Day 107 - losing direction part 2

I forgive myself that I've accepted and allowed myself to go into wanting to be entertained as the mind, instead of using time to give myself stability and direction.

I forgive myself hat I've accepted and allowed myself to do this out of wanting to run away from 'negativity' and thus not take self responsibility for moments that I experience myself as negative. Within this, I forgive myself that I've accepted and allowed myself to thus only accumulate points by feeding both polarities deliberately through entertainment.

I forgive myself that I've accepted and allowed myself to become indecisive with what I participate in as support, through having fed polarities, and not having breathed and stated self forgiveness on polarity points within daily participation.

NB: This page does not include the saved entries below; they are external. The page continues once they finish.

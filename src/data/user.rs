//! User data repository for database operations.
//!
//! This module provides the `UserRepository` for managing user profile records.
//! User primary keys come from the auth provider's subject claim, so creation
//! never generates a local id.

use sea_orm::{
    ActiveModelTrait, ActiveValue, ColumnTrait, DatabaseConnection, DbErr, EntityTrait,
    ModelTrait, PaginatorTrait, QueryFilter,
};
use uuid::Uuid;

use crate::model::user::{RegisterUserDto, UpdateUserDto};

/// Repository providing database operations for user profiles.
pub struct UserRepository<'a> {
    db: &'a DatabaseConnection,
}

impl<'a> UserRepository<'a> {
    /// Creates a new UserRepository instance.
    ///
    /// # Arguments
    /// - `db` - Reference to the database connection
    ///
    /// # Returns
    /// - `UserRepository` - New repository instance
    pub fn new(db: &'a DatabaseConnection) -> Self {
        Self { db }
    }

    /// Inserts a new user profile.
    ///
    /// # Arguments
    /// - `id` - Auth provider subject UUID, used as the primary key
    /// - `email` - Email from the verified token
    /// - `dto` - Profile fields chosen by the user
    ///
    /// # Returns
    /// - `Ok(Model)` - The created user
    /// - `Err(DbErr)` - Database error, including unique violations on email or nickname
    pub async fn create(
        &self,
        id: Uuid,
        email: String,
        dto: RegisterUserDto,
    ) -> Result<entity::user::Model, DbErr> {
        entity::user::ActiveModel {
            id: ActiveValue::Set(id),
            email: ActiveValue::Set(email),
            nickname: ActiveValue::Set(dto.nickname),
            bio: ActiveValue::Set(dto.bio),
            preference: ActiveValue::Set(dto.preference),
            disponibility: ActiveValue::Set(dto.disponibility),
            profile_photo: ActiveValue::Set(None),
        }
        .insert(self.db)
        .await
    }

    /// Finds a user by their UUID.
    ///
    /// # Returns
    /// - `Ok(Some(Model))` - User found
    /// - `Ok(None)` - No user with that id
    /// - `Err(DbErr)` - Database error during query
    pub async fn find_by_id(&self, id: Uuid) -> Result<Option<entity::user::Model>, DbErr> {
        entity::prelude::User::find_by_id(id).one(self.db).await
    }

    /// Finds a user by email.
    pub async fn find_by_email(&self, email: &str) -> Result<Option<entity::user::Model>, DbErr> {
        entity::prelude::User::find()
            .filter(entity::user::Column::Email.eq(email))
            .one(self.db)
            .await
    }

    /// Checks whether a nickname is already taken by a different user.
    ///
    /// # Arguments
    /// - `nickname` - Nickname to check
    /// - `exclude_id` - User allowed to keep the nickname (the caller, on updates)
    pub async fn nickname_taken(
        &self,
        nickname: &str,
        exclude_id: Option<Uuid>,
    ) -> Result<bool, DbErr> {
        let mut query = entity::prelude::User::find()
            .filter(entity::user::Column::Nickname.eq(nickname));

        if let Some(id) = exclude_id {
            query = query.filter(entity::user::Column::Id.ne(id));
        }

        Ok(query.count(self.db).await? > 0)
    }

    /// Applies a partial profile update.
    ///
    /// Only fields present in the DTO are written; absent fields keep their
    /// current values.
    ///
    /// # Returns
    /// - `Ok(Model)` - The updated user
    /// - `Err(DbErr)` - Database error during update
    pub async fn update_profile(
        &self,
        user: entity::user::Model,
        dto: UpdateUserDto,
    ) -> Result<entity::user::Model, DbErr> {
        let mut active: entity::user::ActiveModel = user.into();

        if let Some(nickname) = dto.nickname {
            active.nickname = ActiveValue::Set(nickname);
        }
        if let Some(bio) = dto.bio {
            active.bio = ActiveValue::Set(Some(bio));
        }
        if let Some(preference) = dto.preference {
            active.preference = ActiveValue::Set(Some(preference));
        }
        if let Some(disponibility) = dto.disponibility {
            active.disponibility = ActiveValue::Set(Some(disponibility));
        }

        active.update(self.db).await
    }

    /// Sets or clears the stored profile photo path.
    pub async fn set_profile_photo(
        &self,
        user_id: Uuid,
        photo_path: Option<String>,
    ) -> Result<(), DbErr> {
        entity::prelude::User::update_many()
            .filter(entity::user::Column::Id.eq(user_id))
            .col_expr(
                entity::user::Column::ProfilePhoto,
                sea_orm::sea_query::Expr::value(photo_path),
            )
            .exec(self.db)
            .await?;
        Ok(())
    }

    /// Deletes a user profile. Dependent rows cascade at the database level.
    pub async fn delete(&self, user: entity::user::Model) -> Result<(), DbErr> {
        user.delete(self.db).await?;
        Ok(())
    }
}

I forgive myself that I've accepted and allowed myself to generate fear of losing myself within participation, not seeing and realizing that I have the tools, and the ability to change myself in any given moment to where I can properly direct myself through whatever participation.

When and as I see myself losing direction in the context of giving into the mind, I stop, I breath, and I immediately find a starting point hat supports myself ashy sisal, such as breathing, and stating self forgiveness, or seeing what I can work with here.

I commit myself to continue following my writings on schedule, and by also supportive what I do outside of writing by focusing on stating constructive and conclusive self forgiveness statements that support what I'm participating with here physically.

I see and realize that I can always direct myself through directing myself with what I require working with in the given moment, and that I am not dictated by my schedule, but simply that the schedule is there to cross reference with supportive things that I could do/should do.

I commit myself to not let self judgements take over what I require taki self responsibility for. Thus, when and as I see myself going into self judgement, I stop I breath, and I walk through that self judgement through physical direction, and deconstructing these judgements as much as possible to where I am no longer dictated by them.

When  and as I see myself wanting to entertain myself instead of directing myself and structuring myself , I stop, I breath, and I find a way to direct myself with what is here, and I let go of the excuses or what I had fallen into, and change myself within hat moment to assure that I am and remain as consistent.

When and as I see myself wanting to entertain myself as to run away from 'negative' points, I stop, I brea, and I do not give into entertaining the mind any further, and I find a way to direct myself back to what's relavent/around me, and I do not feed into wanting to release energy, and I bring myself back to consistency, whether I like it in that moment or not, understanding at it is what's best.

I see and realize that when I feed these polarity points, that I will become indecisive inevitably, and thus, I commit myself to practically keep myself on bringing myself back to directive principle, and thus within is, always knowing that I can direct myself through working with what's here.

I see and realize that there is no excuse to not being able to direct myself, and that I can always brea, I can always state, and write self forgiveness, and I can always cross reference with what's here.